Rebecca Dumlao, a professor of communication at East Carolina University, was chosen to serve on a nationwide classroom diversity promotion project for the National Communication Association.

Dumlao, as part of the 27-member panel known as Communicating Common Ground, will initiate local partnerships between the ECU communication department and the Pitt County Alliance for Youth and Communities in Schools organizations.

Dumlao will ask students to consider how they could help middle school students become more aware of how different forms of media can influence them.

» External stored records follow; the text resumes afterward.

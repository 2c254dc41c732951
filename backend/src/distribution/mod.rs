//! Student distribution core.
//!
//! Splits a requested number of students across the rooms of one school:
//!
//! ```text
//! Vec<CourseRooms> ──► CapacityModel::build ──► allocate(model, Q) ──► build_report
//!   (repository)        validated snapshot      AllocationResult       rows + residual
//! ```
//!
//! Everything here is synchronous and free of I/O. Loading the snapshot and
//! returning the report over HTTP is done by [`crate::services::distribution`].

pub mod capacity;
pub mod engine;
pub mod error;
pub mod report;

pub use capacity::{CapacityModel, CapacityRoom};
pub use engine::{allocate, AllocationResult, AllocationUnit};
pub use error::{DistributionError, DistributionResult};
pub use report::{build_report, DistributionReport, DistributionRow};
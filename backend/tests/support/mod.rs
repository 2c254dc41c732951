//! Helpers shared by integration tests.

use std::io::Write;
use std::sync::Mutex;

use tempfile::NamedTempFile;

/// Environment variables read by `AppConfig::apply_env_overrides`.
pub const CONFIG_VARS: [&str; 5] = ["HOST", "PORT", "RUST_LOG", "REPOSITORY_TYPE", "SEED_FILE"];

static ENV_LOCK: Mutex<()> = Mutex::new(());

/// Runs `f` with exactly the given configuration variables set.
///
/// Every name in [`CONFIG_VARS`] not listed in `vars` is removed for the
/// duration of the call. Previous values are restored afterwards, also on
/// panic, and calls are serialized because the environment is process-global.
pub fn with_config_env<F, R>(vars: &[(&str, &str)], f: F) -> R
where
    F: FnOnce() -> R,
{
    let _lock = ENV_LOCK.lock().unwrap_or_else(|poisoned| poisoned.into_inner());
    let _restore = EnvRestore::capture();

    for key in CONFIG_VARS {
        std::env::remove_var(key);
    }
    for (key, value) in vars {
        std::env::set_var(key, value);
    }
    f()
}

struct EnvRestore(Vec<(&'static str, Option<String>)>);

impl EnvRestore {
    fn capture() -> Self {
        Self(
            CONFIG_VARS
                .iter()
                .map(|key| (*key, std::env::var(key).ok()))
                .collect(),
        )
    }
}

impl Drop for EnvRestore {
    fn drop(&mut self) {
        for (key, value) in &self.0 {
            match value {
                Some(v) => std::env::set_var(key, v),
                None => std::env::remove_var(key),
            }
        }
    }
}

/// Writes `contents` to a temporary `.toml` file that lives as long as the handle.
pub fn toml_file(contents: &str) -> NamedTempFile {
    let mut file = tempfile::Builder::new()
        .suffix(".toml")
        .tempfile()
        .expect("create temp file");
    file.write_all(contents.as_bytes()).expect("write temp file");
    file
}
//! High-level database service layer.
//!
//! Repository-agnostic operations that add the business rules every storage
//! backend must share: input normalization, required fields, secret hashing
//! and capacity checks. HTTP handlers and the seed loader go through these
//! functions rather than calling repositories directly.
//!
//! # Usage
//!
//! ```no_run
//! use colegio_backend::db::{services, repositories::LocalRepository};
//! use colegio_backend::models::NewSchool;
//!
//! #[tokio::main]
//! async fn main() -> Result<(), Box<dyn std::error::Error>> {
//!     let repo = LocalRepository::new();
//!     let school = services::create_school(&repo, NewSchool {
//!         name: "San Martín".into(),
//!         address: "Av. Central 100".into(),
//!         phone: "555-0100".into(),
//!         password: "secreto".into(),
//!     })
//!     .await?;
//!     println!("created school {}", school.id);
//!     Ok(())
//! }
//! ```

use log::{info, warn};

use super::repository::{CatalogRepository, ErrorContext, RepositoryError, RepositoryResult};
use super::secret::{hash_secret, MIN_SECRET_LEN};
use crate::models::{Course, NewCourse, NewRoom, NewSchool, Room, School};

// ==================== Health & Connection ====================

/// Check if the storage backend is healthy.
pub async fn health_check<R: CatalogRepository + ?Sized>(repo: &R) -> RepositoryResult<bool> {
    repo.health_check().await
}

// ==================== Schools ====================

/// Create a school after trimming its fields and validating them.
///
/// # Errors
/// * `ValidationError` if the name is blank or the secret is shorter than
///   [`MIN_SECRET_LEN`] characters
pub async fn create_school<R: CatalogRepository + ?Sized>(
    repo: &R,
    school: NewSchool,
) -> RepositoryResult<School> {
    let school = NewSchool {
        name: school.name.trim().to_string(),
        address: school.address.trim().to_string(),
        phone: school.phone.trim().to_string(),
        password: school.password,
    };

    require_name(&school.name, "create_school", "school")?;
    if school.password.chars().count() < MIN_SECRET_LEN {
        warn!("Rejected school '{}': secret too short", school.name);
        return Err(RepositoryError::validation_with_context(
            format!("Password must be at least {} characters", MIN_SECRET_LEN),
            ErrorContext::new("create_school").with_entity("school"),
        ));
    }

    let stored = repo
        .create_school(&school, &hash_secret(&school.password))
        .await?;
    info!("Created school {} ('{}')", stored.id, stored.name);
    Ok(stored)
}

pub async fn list_schools<R: CatalogRepository + ?Sized>(repo: &R) -> RepositoryResult<Vec<School>> {
    repo.list_schools().await
}

// ==================== Courses ====================

/// Create a course under an existing school.
///
/// # Errors
/// * `ValidationError` if the name is blank or the school id is not a valid key
/// * `NotFound` if the school doesn't exist
pub async fn create_course<R: CatalogRepository + ?Sized>(
    repo: &R,
    course: NewCourse,
) -> RepositoryResult<Course> {
    let course = NewCourse {
        name: course.name.trim().to_string(),
        description: course.description.trim().to_string(),
        school_id: course.school_id,
    };

    require_name(&course.name, "create_course", "course")?;
    if !course.school_id.is_valid() {
        return Err(RepositoryError::validation_with_context(
            "A school must be selected",
            ErrorContext::new("create_course")
                .with_entity("school")
                .with_entity_id(course.school_id),
        ));
    }

    let stored = repo.create_course(&course).await?;
    info!(
        "Created course {} ('{}') for school {}",
        stored.id, stored.name, stored.school_id
    );
    Ok(stored)
}

pub async fn list_courses<R: CatalogRepository + ?Sized>(repo: &R) -> RepositoryResult<Vec<Course>> {
    repo.list_courses().await
}

// ==================== Rooms ====================

/// Create a room under an existing course.
///
/// # Errors
/// * `ValidationError` if the name is blank, the course id is not a valid key
///   or `amount` is negative
/// * `NotFound` if the course doesn't exist
pub async fn create_room<R: CatalogRepository + ?Sized>(
    repo: &R,
    room: NewRoom,
) -> RepositoryResult<Room> {
    let room = NewRoom {
        name: room.name.trim().to_string(),
        course_id: room.course_id,
        amount: room.amount,
    };

    require_name(&room.name, "create_room", "room")?;
    if !room.course_id.is_valid() {
        return Err(RepositoryError::validation_with_context(
            "A course must be selected",
            ErrorContext::new("create_room")
                .with_entity("course")
                .with_entity_id(room.course_id),
        ));
    }
    if room.amount < 0 {
        warn!("Rejected room '{}': negative capacity {}", room.name, room.amount);
        return Err(RepositoryError::validation_with_context(
            format!("Room capacity must be zero or greater, got {}", room.amount),
            ErrorContext::new("create_room").with_entity("room"),
        ));
    }

    let stored = repo.create_room(&room).await?;
    info!(
        "Created room {} ('{}', capacity {}) for course {}",
        stored.id, stored.name, stored.amount, stored.course_id
    );
    Ok(stored)
}

pub async fn list_rooms<R: CatalogRepository + ?Sized>(repo: &R) -> RepositoryResult<Vec<Room>> {
    repo.list_rooms().await
}

fn require_name(name: &str, operation: &str, entity: &str) -> RepositoryResult<()> {
    if name.is_empty() {
        return Err(RepositoryError::validation_with_context(
            "Name is required",
            ErrorContext::new(operation).with_entity(entity),
        ));
    }
    Ok(())
}
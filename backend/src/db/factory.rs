//! Repository factory for dependency injection.
//!
//! Creates the configured storage backend and, when a seed file is
//! configured, pre-populates it.

use std::path::Path;
use std::str::FromStr;
use std::sync::Arc;

use super::repositories::LocalRepository;
use super::repository::{ErrorContext, FullRepository, RepositoryError, RepositoryResult};
use super::seed::{apply_seed, SeedData};

/// Repository type configuration.
#[derive(Debug, Clone, Copy, PartialEq, Eq)]
pub enum RepositoryType {
    /// In-memory local repository
    Local,
}

impl FromStr for RepositoryType {
    type Err = RepositoryError;

    /// Accepts "local", "memory" and "in-memory", case-insensitively.
    fn from_str(s: &str) -> Result<Self, Self::Err> {
        match s.trim().to_lowercase().as_str() {
            "local" | "memory" | "in-memory" => Ok(Self::Local),
            other => Err(RepositoryError::ConfigurationError {
                message: format!("Unknown repository type: {}", other),
                context: ErrorContext::new("parse_repository_type"),
            }),
        }
    }
}

/// Repository factory for creating repository instances.
///
/// # Example
/// ```
/// use colegio_backend::db::{CatalogRepository, RepositoryFactory, RepositoryType};
///
/// # tokio::runtime::Runtime::new().unwrap().block_on(async {
/// let repo = RepositoryFactory::create(RepositoryType::Local, None).await.unwrap();
/// assert!(repo.health_check().await.unwrap());
/// # });
/// ```
pub struct RepositoryFactory;

impl RepositoryFactory {
    /// Create a repository, seeding it from `seed_file` when given.
    pub async fn create(
        repo_type: RepositoryType,
        seed_file: Option<&Path>,
    ) -> RepositoryResult<Arc<dyn FullRepository>> {
        let repo = match repo_type {
            RepositoryType::Local => Self::create_local(),
        };

        if let Some(path) = seed_file {
            let seed = SeedData::from_file(path)?;
            apply_seed(repo.as_ref(), &seed)
                .await
                .map_err(|e| e.with_operation("seed_repository"))?;
        }

        Ok(repo)
    }

    /// Create an empty in-memory local repository.
    pub fn create_local() -> Arc<dyn FullRepository> {
        Arc::new(LocalRepository::new())
    }
}
//! Fingerprinting of school secrets before they are stored.
//!
//! The digest is unsalted and fast: it keeps clear-text secrets out of
//! storage and logs, but it is not password storage and must not be used to
//! authenticate anyone. A login flow would need a salted, slow KDF instead.

use sha2::{Digest, Sha256};

/// Minimum number of characters accepted for a school secret.
pub const MIN_SECRET_LEN: usize = 6;

/// Unsalted SHA-256 fingerprint of `secret`, hex encoded.
pub fn hash_secret(secret: &str) -> String {
    let mut hasher = Sha256::new();
    hasher.update(secret.as_bytes());
    hex::encode(hasher.finalize())
}
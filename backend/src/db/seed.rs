//! Start-up data loaded from a TOML file.
//!
//! ```toml
//! [[schools]]
//! name = "San Martín"
//! address = "Av. Central 100"
//! phone = "555-0100"
//! password = "secreto"
//!
//! [[schools.courses]]
//! name = "Primero"
//! description = "Primer año"
//! rooms = [
//!     { name = "1-A", amount = 30 },
//!     { name = "1-B", amount = 25 },
//! ]
//! ```
//!
//! Entities are created through [`super::services`], so seed data obeys the
//! same validation as API requests.

use log::info;
use serde::Deserialize;
use std::fs;
use std::path::Path;

use super::repository::{CatalogRepository, ErrorContext, RepositoryError, RepositoryResult};
use super::services;
use crate::models::{NewCourse, NewRoom, NewSchool};

#[derive(Debug, Clone, Default, Deserialize)]
pub struct SeedData {
    #[serde(default)]
    pub schools: Vec<SeedSchool>,
}

#[derive(Debug, Clone, Deserialize)]
pub struct SeedSchool {
    pub name: String,
    #[serde(default)]
    pub address: String,
    #[serde(default)]
    pub phone: String,
    pub password: String,
    #[serde(default)]
    pub courses: Vec<SeedCourse>,
}

#[derive(Debug, Clone, Deserialize)]
pub struct SeedCourse {
    pub name: String,
    #[serde(default)]
    pub description: String,
    #[serde(default)]
    pub rooms: Vec<SeedRoom>,
}

#[derive(Debug, Clone, Deserialize)]
pub struct SeedRoom {
    pub name: String,
    pub amount: i64,
}

/// Number of entities created by [`apply_seed`].
#[derive(Debug, Clone, Copy, Default, PartialEq, Eq)]
pub struct SeedSummary {
    pub schools: usize,
    pub courses: usize,
    pub rooms: usize,
}

impl SeedData {
    pub fn from_file<P: AsRef<Path>>(path: P) -> RepositoryResult<Self> {
        let path = path.as_ref();
        let content = fs::read_to_string(path).map_err(|e| {
            RepositoryError::ConfigurationError {
                message: format!("Failed to read seed file: {}", e),
                context: ErrorContext::new("load_seed").with_details(path.display().to_string()),
            }
        })?;
        Self::from_toml_str(&content).map_err(|e| e.with_operation("load_seed"))
    }

    pub fn from_toml_str(content: &str) -> RepositoryResult<Self> {
        toml::from_str(content)
            .map_err(|e| RepositoryError::configuration(format!("Failed to parse seed data: {}", e)))
    }
}

/// Create every school, course and room in `seed`, in file order.
///
/// Stops at the first failure; entities created before it are kept.
pub async fn apply_seed<R: CatalogRepository + ?Sized>(
    repo: &R,
    seed: &SeedData,
) -> RepositoryResult<SeedSummary> {
    let mut summary = SeedSummary::default();

    for school in &seed.schools {
        let stored = services::create_school(
            repo,
            NewSchool {
                name: school.name.clone(),
                address: school.address.clone(),
                phone: school.phone.clone(),
                password: school.password.clone(),
            },
        )
        .await?;
        summary.schools += 1;

        for course in &school.courses {
            let course_row = services::create_course(
                repo,
                NewCourse {
                    name: course.name.clone(),
                    description: course.description.clone(),
                    school_id: stored.id,
                },
            )
            .await?;
            summary.courses += 1;

            for room in &course.rooms {
                services::create_room(
                    repo,
                    NewRoom {
                        name: room.name.clone(),
                        course_id: course_row.id,
                        amount: room.amount,
                    },
                )
                .await?;
                summary.rooms += 1;
            }
        }
    }

    info!(
        "Seeded {} schools, {} courses, {} rooms",
        summary.schools, summary.courses, summary.rooms
    );
    Ok(summary)
}
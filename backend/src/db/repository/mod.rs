//! Repository trait definitions for database operations.
//!
//! Storage is split into two focused traits:
//!
//! - [`CatalogRepository`]: create/read operations for schools, courses and rooms
//! - [`StructureRepository`]: the read-only snapshot of one school's courses and
//!   rooms consumed by the distribution core
//!
//! # Convenience Trait Bound
//!
//! For code that needs both, use the [`FullRepository`] trait bound:
//!
//! ```ignore
//! async fn seed<R: FullRepository>(repo: &R) -> RepositoryResult<()> {
//!     let school = repo.create_school(&new_school, &hash).await?;
//!     let structure = repo.fetch_school_structure(school.id).await?;
//!     Ok(())
//! }
//! ```

pub mod catalog;
pub mod error;
pub mod structure;

pub use catalog::CatalogRepository;
pub use error::{ErrorContext, RepositoryError, RepositoryResult};
pub use structure::StructureRepository;

/// Composite trait bound for a complete repository implementation.
pub trait FullRepository: CatalogRepository + StructureRepository {}

// Blanket implementation: anything implementing both traits is a FullRepository
impl<T> FullRepository for T where T: CatalogRepository + StructureRepository {}
//! Request/response types for each API resource, plus the paths they are
//! mounted under (relative to `/api`).

pub mod colegio;
pub mod cursos;
pub mod distribution;
pub mod salones;
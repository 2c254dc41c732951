//! Turns an [`AllocationResult`] into the rows shown to callers.

use serde::{Deserialize, Serialize};

use crate::models::SchoolId;

use super::engine::AllocationResult;

/// One room of a distribution, as displayed by the frontend.
#[derive(Debug, Clone, PartialEq, Eq, Serialize, Deserialize)]
#[serde(rename_all = "camelCase")]
pub struct DistributionRow {
    pub curso_name: String,
    pub salon_name: String,
    pub cantidad_asignada: u64,
}

/// Full outcome of a distribution request.
#[derive(Debug, Clone, PartialEq, Eq, Serialize, Deserialize)]
#[serde(rename_all = "camelCase")]
pub struct DistributionReport {
    pub colegio_id: SchoolId,
    pub cantidad_solicitada: u64,
    pub cantidad_asignada: u64,
    /// Students left without a room because capacity ran out.
    pub residual: u64,
    /// `true` when every requested student was placed.
    pub completa: bool,
    pub asignaciones: Vec<DistributionRow>,
}

/// Build the display report for a distribution.
///
/// Rooms with zero capacity are left out. Rooms that could hold students but
/// received none are kept with `cantidadAsignada = 0`. Row order is the
/// engine's room order and values are copied as-is.
pub fn build_report(result: &AllocationResult<'_>) -> DistributionReport {
    let rows = result
        .units()
        .iter()
        .filter(|unit| unit.capacity() > 0)
        .map(|unit| DistributionRow {
            curso_name: unit.room.course_name.clone(),
            salon_name: unit.room.room_name.clone(),
            cantidad_asignada: unit.assigned,
        })
        .collect();

    DistributionReport {
        colegio_id: result.model().school_id(),
        cantidad_solicitada: result.requested(),
        cantidad_asignada: result.total_assigned(),
        residual: result.residual(),
        completa: result.is_fully_satisfied(),
        asignaciones: rows,
    }
}
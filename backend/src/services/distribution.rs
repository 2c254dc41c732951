//! Distribution workflow: snapshot, allocate, report.

use log::{debug, info, warn};

use crate::db::repository::StructureRepository;
use crate::distribution::{
    allocate, build_report, CapacityModel, DistributionError, DistributionReport,
    DistributionResult,
};
use crate::models::SchoolId;

/// Distribute `quantity` students across the rooms of a school.
///
/// The quantity is checked before storage is touched, so an invalid request
/// never reaches the repository.
///
/// # Errors
/// * `InvalidQuantity` if `quantity <= 0`
/// * `SchoolNotFound` if the school is unknown or has no courses
/// * `InvalidCapacity` if a stored room has a negative capacity
/// * `Repository` if the snapshot could not be loaded
pub async fn distribute<R: StructureRepository + ?Sized>(
    repo: &R,
    school_id: SchoolId,
    quantity: i64,
) -> DistributionResult<DistributionReport> {
    if quantity <= 0 {
        warn!(
            "Rejected distribution for school {}: invalid quantity {}",
            school_id, quantity
        );
        return Err(DistributionError::InvalidQuantity { quantity });
    }

    let structure = repo.fetch_school_structure(school_id).await?;
    debug!(
        "School {} snapshot: {} courses, {} rooms",
        school_id,
        structure.len(),
        structure.iter().map(|c| c.rooms.len()).sum::<usize>()
    );

    let model = CapacityModel::build(school_id, structure)?;
    let result = allocate(&model, quantity)?;
    let report = build_report(&result);

    if report.completa {
        info!(
            "Distributed {} students across {} rooms of school {}",
            report.cantidad_asignada,
            report.asignaciones.len(),
            school_id
        );
    } else {
        warn!(
            "Partial distribution for school {}: {} of {} placed, {} left over",
            school_id, report.cantidad_asignada, report.cantidad_solicitada, report.residual
        );
    }

    Ok(report)
}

“The plan is they will find a middle school student to interview and find out what they are learning about media, what do they know, what do they watch,” said Dumlao, who helped her students carry out a similar project last semester. “Later on the in the semester, they will develop a media product, a web site, comic book, video, that would address an issue. At this point, they are coming up with prototypes for ideas. Hopefully, we could come up with funding and do more professional quality projects and then have them circulated locally.”

The goal of the project is to help both college students and children embrace an increasingly diverse society and to foster better ties between universities and public schools. Dumlao said it was also important for communication students to understand and value the importance of volunteerism as well as execute a project that relates to their professional and academic interests.

“I see a great need in what we’re trying to do: how students and faculty can address the needs of our community in a practical way and educate students at the same time,” she said.

Dumlao works closely with ECU’s Volunteer and Service Learning Center to coordinate the outreach project. In addition to the National Communication Association, the Southern Poverty Law Center, the American Association for Higher Education and Campus Compact worked to develop the intercampus compact. Now in its fourth year, the project has already created more than 70 partnerships across the nation.